Because Sphinx Pose asks less of the spine in terms of arching, it allows new yogis, or even yogis with back pain, to access the benefits without adding pressure to the spine.
According to the American Spinal Decompression Association, 80 percent of us will experience back pain at some stage of life — and very likely in our sixth decade. Poses like Sphinx (and other common yoga backbends) can help ward off this potential back pain from haunting you down the road.
Benefits
Salamba Bhujangasana strengthens the spine while stretching the front of the heart, the chest, the shoulders, and the tummy. It expands the lungs and stimulates the abdominal organs and digestive system and improves blood circulation to rejuvenate your back.
Like it’s big sister Cobra, Sphinx is a lovely way to strengthen and tone the glutes!
Step-By-Step
- Lie face down on your tummy.
- Lift your kneecaps, connect your inner thighs, and press the tops of your feet firmly into the Earth.
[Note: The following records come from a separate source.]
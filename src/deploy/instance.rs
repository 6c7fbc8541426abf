use std::collections::BTreeMap;

use tracing::{info, warn};

use crate::config::Environment;
use crate::error::{DeployError, DeployResult};
use crate::shell;
use crate::ssh::Remote;

pub const CONTAINER_LOGS_DIR: &str = "/app/logs";
pub const CONTAINER_CONFIG_FILE: &str = "/app/config/database.env";

/// How to invoke the container runtime on the host, decided once per session.
#[derive(Debug, Clone, Copy, PartialEq, Eq)]
pub struct DockerCli {
    sudo: bool,
}

impl DockerCli {
    pub fn plain() -> Self {
        Self { sudo: false }
    }

    pub fn elevated() -> Self {
        Self { sudo: true }
    }

    pub fn is_elevated(&self) -> bool {
        self.sudo
    }

    /// Probe whether the login user can talk to the daemon; fall back to sudo.
    pub async fn resolve<R: Remote + ?Sized>(remote: &R) -> DeployResult<Self> {
        if remote.exec_ok("docker info > /dev/null 2>&1").await? {
            return Ok(Self::plain());
        }
        if remote
            .exec_ok("sudo -n docker info > /dev/null 2>&1")
            .await?
        {
            info!("docker requires sudo on {}", remote.host());
            return Ok(Self::elevated());
        }
        Err(DeployError::RemoteCommand {
            host: remote.host().to_string(),
            command: "docker info".to_string(),
            exit_code: 1,
            output: "Docker daemon is not reachable, even with sudo".to_string(),
        })
    }

    /// For read-only queries, where a broken daemon shows up in the query output.
    pub async fn resolve_lenient<R: Remote + ?Sized>(remote: &R) -> DeployResult<Self> {
        match Self::resolve(remote).await {
            Err(e) if !e.is_transport() => Ok(Self::plain()),
            other => other,
        }
    }

    pub fn cmd(&self, args: &str) -> String {
        if self.sudo {
            format!("sudo docker {}", args)
        } else {
            format!("docker {}", args)
        }
    }

    /// Prints `true`/`false`; exits non-zero when no such container exists.
    pub fn inspect_running(&self, name: &str) -> String {
        self.cmd(&format!("inspect -f '{{{{.State.Running}}}}' {}", name))
    }
}

#[derive(Debug, Clone, Copy, PartialEq, Eq)]
pub enum RestartPolicy {
    Always,
}

impl RestartPolicy {
    fn as_str(&self) -> &'static str {
        match self {
            Self::Always => "always",
        }
    }
}

#[derive(Debug, Clone, PartialEq, Eq)]
pub struct PortMapping {
    pub host: u16,
    pub container: u16,
}

#[derive(Debug, Clone, PartialEq, Eq)]
pub struct VolumeMount {
    /// Remote path; `~/` is expanded by the host shell.
    pub host_path: String,
    pub container_path: String,
    pub read_only: bool,
}

/// Launch parameters of the app container. Rebuilt on every deploy.
#[derive(Debug, Clone, PartialEq, Eq)]
pub struct ContainerInstance {
    pub name: String,
    pub image_reference: String,
    pub port_map: Vec<PortMapping>,
    pub environment_variables: BTreeMap<String, String>,
    pub restart_policy: RestartPolicy,
    pub volume_mounts: Vec<VolumeMount>,
}

impl ContainerInstance {
    pub fn new(
        env: &Environment,
        image_reference: &str,
        database_url: &str,
        logs_dir: &str,
        config_file: Option<&str>,
    ) -> Self {
        let mut environment_variables = BTreeMap::new();
        environment_variables.insert("DATABASE_URL".to_string(), database_url.to_string());
        environment_variables.insert("ENVIRONMENT".to_string(), env.name.clone());

        let mut volume_mounts = vec![VolumeMount {
            host_path: logs_dir.to_string(),
            container_path: CONTAINER_LOGS_DIR.to_string(),
            read_only: false,
        }];
        if let Some(file) = config_file {
            volume_mounts.push(VolumeMount {
                host_path: file.to_string(),
                container_path: CONTAINER_CONFIG_FILE.to_string(),
                read_only: true,
            });
        }

        Self {
            name: env.container_name.clone(),
            image_reference: image_reference.to_string(),
            port_map: vec![
                PortMapping {
                    host: env.host_frontend_port,
                    container: env.frontend_container_port,
                },
                PortMapping {
                    host: env.host_backend_port,
                    container: env.backend_container_port,
                },
            ],
            environment_variables,
            restart_policy: RestartPolicy::Always,
            volume_mounts,
        }
    }

    /// Arguments to `docker`, shell-quoted for the remote side.
    pub fn run_args(&self) -> String {
        let mut args = vec![
            "run".to_string(),
            "-d".to_string(),
            "--name".to_string(),
            shell::quote(&self.name),
            "--restart".to_string(),
            self.restart_policy.as_str().to_string(),
        ];

        for port in &self.port_map {
            args.push("-p".to_string());
            args.push(format!("{}:{}", port.host, port.container));
        }

        for (key, value) in &self.environment_variables {
            args.push("-e".to_string());
            args.push(shell::quote(&format!("{}={}", key, value)));
        }

        for mount in &self.volume_mounts {
            args.push("-v".to_string());
            let suffix = if mount.read_only { ":ro" } else { "" };
            args.push(format!(
                "{}:{}{}",
                shell::quote_path(&mount.host_path),
                mount.container_path,
                suffix
            ));
        }

        args.push(shell::quote(&self.image_reference));
        args.join(" ")
    }
}

/// Install Docker with the upstream convenience script when it is missing.
pub async fn ensure_docker<R: Remote + ?Sized>(remote: &R) -> DeployResult<()> {
    if remote.exec_ok("command -v docker").await? {
        return Ok(());
    }

    warn!("docker not found on {}, installing", remote.host());
    remote
        .exec("curl -fsSL https://get.docker.com | sudo sh")
        .await?;
    // Takes effect on the next login; this session falls back to sudo.
    if let Err(e) = remote.exec("sudo usermod -aG docker \"$USER\"").await {
        warn!("could not add {} user to the docker group: {}", remote.host(), e);
    }
    Ok(())
}

#[cfg(test)]
mod tests {
    use super::*;
    use crate::ssh::fake::FakeRemote;
    use crate::ssh::CommandOutput;

    fn staging_instance(config_file: Option<&str>) -> ContainerInstance {
        let env = Environment::new("staging").unwrap();
        ContainerInstance::new(
            &env,
            "acme/health-message-app:v3",
            "postgresql://hmsg_user:pw@172.17.0.1:5432/health_message_db",
            "~/hmsg/logs",
            config_file,
        )
    }

    #[test]
    fn staging_launch_parameters() {
        let instance = staging_instance(None);
        assert_eq!(instance.name, "hmsg-staging");
        assert_eq!(
            instance.port_map,
            vec![
                PortMapping { host: 3000, container: 3000 },
                PortMapping { host: 8000, container: 8000 },
            ]
        );
        assert_eq!(instance.environment_variables["ENVIRONMENT"], "staging");
        assert_eq!(instance.restart_policy, RestartPolicy::Always);
        assert_eq!(instance.volume_mounts.len(), 1);
    }

    #[test]
    fn run_args_render() {
        let args = staging_instance(Some("~/.hmsg/database.env")).run_args();
        assert_eq!(
            args,
            "run -d --name hmsg-staging --restart always -p 3000:3000 -p 8000:8000 \
             -e DATABASE_URL=postgresql://hmsg_user:pw@172.17.0.1:5432/health_message_db \
             -e ENVIRONMENT=staging \
             -v \"$HOME/hmsg/logs\":/app/logs \
             -v \"$HOME/.hmsg/database.env\":/app/config/database.env:ro \
             acme/health-message-app:v3"
        );
    }

    #[test]
    fn env_values_with_metacharacters_are_quoted() {
        let env = Environment::new("production").unwrap();
        let instance = ContainerInstance::new(&env, "img", "postgresql://u:a$b@h/db", "/logs", None);
        assert!(instance
            .run_args()
            .contains("-e 'DATABASE_URL=postgresql://u:a$b@h/db'"));
        assert!(instance.run_args().contains("-p 80:3000 -p 8080:8000"));
    }

    #[test]
    fn elevated_cli_prefixes_sudo() {
        assert_eq!(DockerCli::elevated().cmd("ps"), "sudo docker ps");
        assert_eq!(DockerCli::plain().cmd("ps"), "docker ps");
        assert_eq!(
            DockerCli::plain().inspect_running("hmsg-staging"),
            "docker inspect -f '{{.State.Running}}' hmsg-staging"
        );
    }

    #[tokio::test]
    async fn resolve_falls_back_to_sudo() {
        let remote = FakeRemote::new()
            .on("sudo -n docker info", CommandOutput::ok(""))
            .on("docker info", CommandOutput::failed(1, "permission denied"));
        let docker = DockerCli::resolve(&remote).await.unwrap();
        assert!(docker.is_elevated());
    }

    #[tokio::test]
    async fn resolve_prefers_plain() {
        let remote = FakeRemote::new();
        let docker = DockerCli::resolve(&remote).await.unwrap();
        assert!(!docker.is_elevated());
        assert_eq!(remote.count("sudo"), 0);
    }

    #[tokio::test]
    async fn installs_docker_when_missing() {
        let remote = FakeRemote::new().on("command -v docker", CommandOutput::failed(1, ""));
        ensure_docker(&remote).await.unwrap();
        assert_eq!(remote.count("get.docker.com"), 1);
    }

    #[tokio::test]
    async fn docker_group_failure_is_not_fatal() {
        let remote = FakeRemote::new()
            .on("command -v docker", CommandOutput::failed(1, ""))
            .on("usermod", CommandOutput::failed(6, "usermod: group 'docker' does not exist"));
        ensure_docker(&remote).await.unwrap();
        assert_eq!(remote.count("usermod -aG docker"), 1);
    }
}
- Slide your hands back until your elbows are directly under your shoulders and press up onto your forearms.
- Press firmly into your palms (facing down).
- Send your heart forward and play with the amount of intensity that’s nourishing for you right now.
- Extend out of the crown of your head and create space between your ears and your shoulders.
- .Send your breath to any tight places and hold the pose for at least one minute, or longer if it remains comfortable.
Tips, Tricks, and Restrictions
Preparatory postures include most standard warm-up poses like Child’s Pose, Downward Facing Dog Pose, Plank, and Cat/Cow. You can use this posture as part of a larger backbending series by moving into Cobra, Locust, and Bow afterward.
A great tip for new yogis is to roll up a towel in a horseshoe shape on the floor. Place the bottom of the horseshoe just above your pelvic bone and let the sides of the horseshoe support the sides of your belly. This will give you greater accessibility into the posture and help extend the spine by creating more space for the belly to lift.
The beauty of Salamba Bhujangasana is its accessibility for nearly every level of experience, and is a relatively safe pose. With that said, pregnant women should avoid this pose given its belly-down nature.
In this vein, anyone that’s had abdominal pain, symptoms, surgery, or rib injuries should avoid it as well. Anyone with a recent back injury should steer clear until ample time for healing has passed.
Sphinx Pose is a beautiful way to strengthen and lengthen the back after a long day at work. So even if you only have five minutes at the end of the evening, press up on to those forearms and feel the asana do what it does best.
Remember, a happy spine is a happy life!